Life's Basis and Life's Ideal: The Fundamentals of a New Philosophy of Life
Part 26
It is a leading idea of our whole investigation, and one which has held good in every branch of it, that for us men spiritual life is evolved only in opposition to a world other than spiritual; that reality does not surround us from the beginning, but forms a high ideal in contrast to the customary want of purpose and energy in life. The existence of a world lower than the spiritual, and the late appearance of that which arises from within as the primary and the all-dominant reality, must give birth to many questions and much doubt; from early times these facts have occupied and much disturbed reflective thought. Man might place the problem on one side without incurring any risk, if the spiritual life when it comes to the fore assumes the guidance of life and manifests itself as world-transcendent power--externally, in that it subordinates to itself and takes up into itself everything else; internally, in that with certain progress it presses forward in the human province, wins the whole soul of man, and becomes more and more his only world. In particular, where the spiritual life is regarded, as we regard it, as the self-consciousness of reality; where, therefore, that which apparently stands in opposition to the spiritual life must ultimately have its basis within it, the demands of the spiritual life have a coercive power. And so when experiences a thousandfold, new and old, present a picture which contradicts these demands we must feel the state of things to be a particularly painful one.
That, however, is what really happens: it is the case in the relation of the spiritual life to nature, as well as in its relation to humanity; it happens, therefore, in our whole experience. If the spiritual life constitutes the fundamental nature of reality; if, in it, reality first attains to self-consciousness, it is to be expected that when the spiritual life appeared it would create for itself an independent form of existence in contrast to that of nature, and would exercise a superior power in this form of existence, to which nature must accommodate itself. But, as a fact, this is so far from being the case that even the attempt to imagine the spiritual in any way leads immediately to the quixotic. In the experience of humanity the spiritual life is related in its entirety to a natural basis; in no way does it seem able to free itself from this, but in all its activity it remains dependent upon nature.
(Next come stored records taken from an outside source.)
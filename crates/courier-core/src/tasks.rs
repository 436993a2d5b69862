//! Tracked background work
//!
//! Fire-and-forget jobs (watermark publishes, TURN refreshes, ICE accepts)
//! and long-running loops (heartbeat, signaling, queue pumps) are spawned
//! through [`BackgroundTasks`] so that shutdown can cancel them.
//!
//! Jobs and loops live in separate trackers. [`BackgroundTasks::wait_idle`]
//! settles jobs only; loops end at shutdown.

use std::future::Future;

use tokio_util::sync::CancellationToken;
use tokio_util::task::TaskTracker;
use tracing::{debug, warn};

use crate::error::CourierResult;

/// Owner of every detached task spawned by a transport instance.
#[derive(Clone, Default)]
pub struct BackgroundTasks {
    jobs: TaskTracker,
    loops: TaskTracker,
    cancel: CancellationToken,
}

impl BackgroundTasks {
    /// Create an empty task set
    pub fn new() -> Self {
        Self::default()
    }

    /// Token cancelled on [`BackgroundTasks::shutdown`].
    pub fn cancellation_token(&self) -> CancellationToken {
        self.cancel.clone()
    }

    /// Whether shutdown has begun
    pub fn is_cancelled(&self) -> bool {
        self.cancel.is_cancelled()
    }

    /// Spawn a job whose error is logged and otherwise ignored.
    ///
    /// The job is dropped at its next await point once shutdown begins.
    pub fn spawn_detached<F>(&self, name: &'static str, job: F)
    where
        F: Future<Output = CourierResult<()>> + Send + 'static,
    {
        if self.cancel.is_cancelled() {
            debug!(task = name, "Not spawning task after shutdown");
            return;
        }
        let cancel = self.cancel.clone();
        self.jobs.spawn(async move {
            tokio::select! {
                _ = cancel.cancelled() => {
                    debug!(task = name, "Task cancelled");
                }
                result = job => {
                    if let Err(e) = result {
                        warn!(task = name, error = %e, "Background task failed");
                    }
                }
            }
        });
    }

    /// Spawn a long-running loop that receives the cancellation token.
    pub fn spawn_loop<F, Fut>(&self, name: &'static str, body: F)
    where
        F: FnOnce(CancellationToken) -> Fut,
        Fut: Future<Output = ()> + Send + 'static,
    {
        if self.cancel.is_cancelled() {
            debug!(task = name, "Not spawning loop after shutdown");
            return;
        }
        let fut = body(self.cancel.clone());
        self.loops.spawn(fut);
    }

    /// Number of jobs and loops still running
    pub fn len(&self) -> usize {
        self.jobs.len() + self.loops.len()
    }

    /// True if nothing is running
    pub fn is_empty(&self) -> bool {
        self.jobs.is_empty() && self.loops.is_empty()
    }

    /// Wait until every detached job spawned so far has finished.
    ///
    /// Jobs spawned while waiting are also awaited. Loops are not; they
    /// run until [`BackgroundTasks::shutdown`].
    pub async fn wait_idle(&self) {
        self.jobs.close();
        self.jobs.wait().await;
        self.jobs.reopen();
    }

    /// Cancel every job and loop and wait for them to unwind.
    pub async fn shutdown(&self) {
        self.cancel.cancel();
        self.jobs.close();
        self.loops.close();
        self.jobs.wait().await;
        self.loops.wait().await;
    }
}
If nature simply follows its own tendencies; if, indifferent to value and lack of value, without aim and ideal, nature lives its life of soulless movement, union with an order so alien and impenetrable must most seriously affect the spiritual life. The world goes on its course unconcerned with the weal or the woe, the persistence or the disappearance of spiritual being, of spiritual relations, indeed of spiritual life in general. Not only do great catastrophes, as in earthquakes, storms, and floods, show how indifferent the existence or the non-existence of spiritual life is to the forces of nature, but the commonplaces of everyday experience and of individual destiny also show the same indifference. In nature we find no difference of treatment in accordance with any distinction of good and evil, great and mean, noble and vulgar. Even the most eminent personality, who may be almost indispensable to our spiritual welfare, is subject to the same contingency, the same fate as all others. Regarded from the point of view of the world of sense, all spiritual life is a chaotic confusion of fleeting appearances, all of which are dependent; it is not an independent world, but a subsidiary addition to a world which is other than spiritual.
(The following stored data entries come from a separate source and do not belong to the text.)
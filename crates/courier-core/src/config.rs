//! Transport configuration
//!
//! Every field has a default, so a config file only needs the values it
//! changes:
//!
//! ```json
//! { "listen_port": 0, "enable_offline_queue": false }
//! ```

use std::path::Path;
use std::time::Duration;

use serde::{Deserialize, Serialize};

use crate::error::{CourierError, CourierResult};
use crate::identity::Fingerprint;

/// Seven days, the lifetime of every refreshable DHT record
pub const WEEK_SECS: u64 = 7 * 24 * 60 * 60;

/// Configuration for a transport instance
#[derive(Debug, Clone, PartialEq, Eq, Serialize, Deserialize)]
#[serde(default)]
pub struct TransportConfig {
    /// TCP listener port (0 = ephemeral)
    pub listen_port: u16,
    /// Spillway on/off
    pub enable_offline_queue: bool,
    /// TTL of outbox records and entries
    pub offline_ttl_secs: u64,
    /// TTL of presence records
    pub presence_ttl_secs: u64,
    /// A presence record older than this counts as offline
    pub presence_freshness_secs: u64,
    /// TTL of ICE candidate sets
    pub candidate_ttl_secs: u64,
    /// STUN server host
    pub stun_server: String,
    /// STUN server port
    pub stun_port: u16,
    /// Fingerprints of nodes that issue TURN credentials
    pub turn_bootstrap: Vec<Fingerprint>,
    /// NAT traversal tier on/off
    pub enable_ice: bool,
    /// Bound on candidate gathering
    pub ice_gather_timeout_ms: u64,
    /// Bound on connectivity checks and on waiting for an answer
    pub ice_connect_timeout_ms: u64,
    /// Gather loopback host candidates (same-host peers and tests)
    pub ice_include_loopback: bool,
    /// Cadence of answering ICE offers and serving TURN requests
    pub signaling_interval_ms: u64,
    /// Bound on waiting for a TCP acknowledgment byte
    pub ack_timeout_ms: u64,
    /// Bound on establishing a TCP connection
    pub connect_timeout_ms: u64,
    /// Idle pooled TCP connections older than this are closed
    pub pool_idle_secs: u64,
    /// Connection cache size
    pub max_pooled_connections: usize,
    /// Inbound TCP connections served at once; further accepts wait
    pub max_inbound_connections: usize,
    /// An inbound connection with no complete frame for this long is closed
    pub inbound_idle_secs: u64,
    /// Presence / polling / maintenance cadence
    pub heartbeat_interval_secs: u64,
    /// Addresses placed in presence records (empty = guess)
    pub advertise_addresses: Vec<String>,
}

impl Default for TransportConfig {
    fn default() -> Self {
        Self {
            listen_port: 4001,
            enable_offline_queue: true,
            offline_ttl_secs: WEEK_SECS,
            presence_ttl_secs: WEEK_SECS,
            presence_freshness_secs: 600,
            candidate_ttl_secs: WEEK_SECS,
            stun_server: "stun.l.google.com".to_string(),
            stun_port: 19302,
            turn_bootstrap: Vec::new(),
            enable_ice: true,
            ice_gather_timeout_ms: 5_000,
            ice_connect_timeout_ms: 10_000,
            ice_include_loopback: false,
            signaling_interval_ms: 1_000,
            ack_timeout_ms: 5_000,
            connect_timeout_ms: 3_000,
            pool_idle_secs: 60,
            max_pooled_connections: 32,
            max_inbound_connections: 128,
            inbound_idle_secs: 60,
            heartbeat_interval_secs: 60,
            advertise_addresses: Vec::new(),
        }
    }
}

impl TransportConfig {
    /// Load configuration from a JSON file and validate it.
    pub fn load(path: impl AsRef<Path>) -> CourierResult<Self> {
        let path = path.as_ref();
        let data = std::fs::read(path)?;
        let config: Self = serde_json::from_slice(&data).map_err(|e| {
            CourierError::Param(format!("invalid config {}: {}", path.display(), e))
        })?;
        config.validate()?;
        Ok(config)
    }

    /// Reject values that would make a tier unusable.
    pub fn validate(&self) -> CourierResult<()> {
        let nonzero = [
            ("offline_ttl_secs", self.offline_ttl_secs),
            ("presence_ttl_secs", self.presence_ttl_secs),
            ("presence_freshness_secs", self.presence_freshness_secs),
            ("candidate_ttl_secs", self.candidate_ttl_secs),
            ("ice_gather_timeout_ms", self.ice_gather_timeout_ms),
            ("ice_connect_timeout_ms", self.ice_connect_timeout_ms),
            ("ack_timeout_ms", self.ack_timeout_ms),
            ("connect_timeout_ms", self.connect_timeout_ms),
            ("heartbeat_interval_secs", self.heartbeat_interval_secs),
            ("signaling_interval_ms", self.signaling_interval_ms),
            ("inbound_idle_secs", self.inbound_idle_secs),
            ("max_inbound_connections", self.max_inbound_connections as u64),
        ];
        for (name, value) in nonzero {
            if value == 0 {
                return Err(CourierError::Param(format!("{} must be non-zero", name)));
            }
        }
        if self.enable_ice && self.stun_server.trim().is_empty() {
            return Err(CourierError::Param(
                "stun_server is required when ICE is enabled".to_string(),
            ));
        }
        if self.signaling_interval_ms >= self.ice_connect_timeout_ms {
            return Err(CourierError::Param(
                "signaling_interval_ms must be shorter than ice_connect_timeout_ms".to_string(),
            ));
        }
        if self.presence_freshness_secs > self.presence_ttl_secs {
            return Err(CourierError::Param(
                "presence_freshness_secs exceeds presence_ttl_secs".to_string(),
            ));
        }
        Ok(())
    }

    /// TTL of outbox records
    pub fn offline_ttl(&self) -> Duration {
        Duration::from_secs(self.offline_ttl_secs)
    }

    /// TTL of presence records
    pub fn presence_ttl(&self) -> Duration {
        Duration::from_secs(self.presence_ttl_secs)
    }

    /// TTL of ICE candidate sets
    pub fn candidate_ttl(&self) -> Duration {
        Duration::from_secs(self.candidate_ttl_secs)
    }

    /// Candidate gathering bound
    pub fn ice_gather_timeout(&self) -> Duration {
        Duration::from_millis(self.ice_gather_timeout_ms)
    }

    /// Connectivity check bound
    pub fn ice_connect_timeout(&self) -> Duration {
        Duration::from_millis(self.ice_connect_timeout_ms)
    }

    /// TCP ack wait bound
    pub fn ack_timeout(&self) -> Duration {
        Duration::from_millis(self.ack_timeout_ms)
    }

    /// TCP connect bound
    pub fn connect_timeout(&self) -> Duration {
        Duration::from_millis(self.connect_timeout_ms)
    }

    /// Idle expiry of pooled connections
    pub fn pool_idle(&self) -> Duration {
        Duration::from_secs(self.pool_idle_secs)
    }

    /// Heartbeat cadence
    pub fn heartbeat_interval(&self) -> Duration {
        Duration::from_secs(self.heartbeat_interval_secs)
    }

    /// Offer answering and TURN issuing cadence
    pub fn signaling_interval(&self) -> Duration {
        Duration::from_millis(self.signaling_interval_ms)
    }

    /// Per-frame read bound on inbound connections
    pub fn inbound_idle(&self) -> Duration {
        Duration::from_secs(self.inbound_idle_secs)
    }
}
Experience of the impotence of the spiritual life in relation to nature has been the cause of mental disquiet from early times. But this experience was not necessarily oppressive so long as mankind was called upon to transform nature into a realm of reason, and so long as there was hope of accomplishing this. For the contrast with the cold and rigid external world has deepened the inwardness of human relationship and made us conscious of the dignity and greatness of spiritual creation. In culture, humanity has formed a characteristic sphere of life, and in doing this has aided the spiritual life to attain a certain reality. In culture, spiritual factors and values win power; and a new order of life in contrast to that of nature is evolved. It cannot be doubted that a new reality makes its appearance; but it is an open question whether this new reality fulfils the hopes which have been placed upon it; and, further, whether perplexities and confusions, which make it doubtful whether anything has been gained, do not arise out of its further development. This question is certainly not answered lightly in the affirmative by the conviction that regards the spiritual life as a turning of reality towards its own truth, which therefore in its development must insist primarily on complete spontaneity and independence. For, if in culture the spiritual life attains an independence over against nature, it is at the same time drawn so deeply into the particularity and limitation of human life, and is associated so much with the merely human, that culture as a whole is anything but the unfolding of a realm of pure, or even of only preponderating, spirituality.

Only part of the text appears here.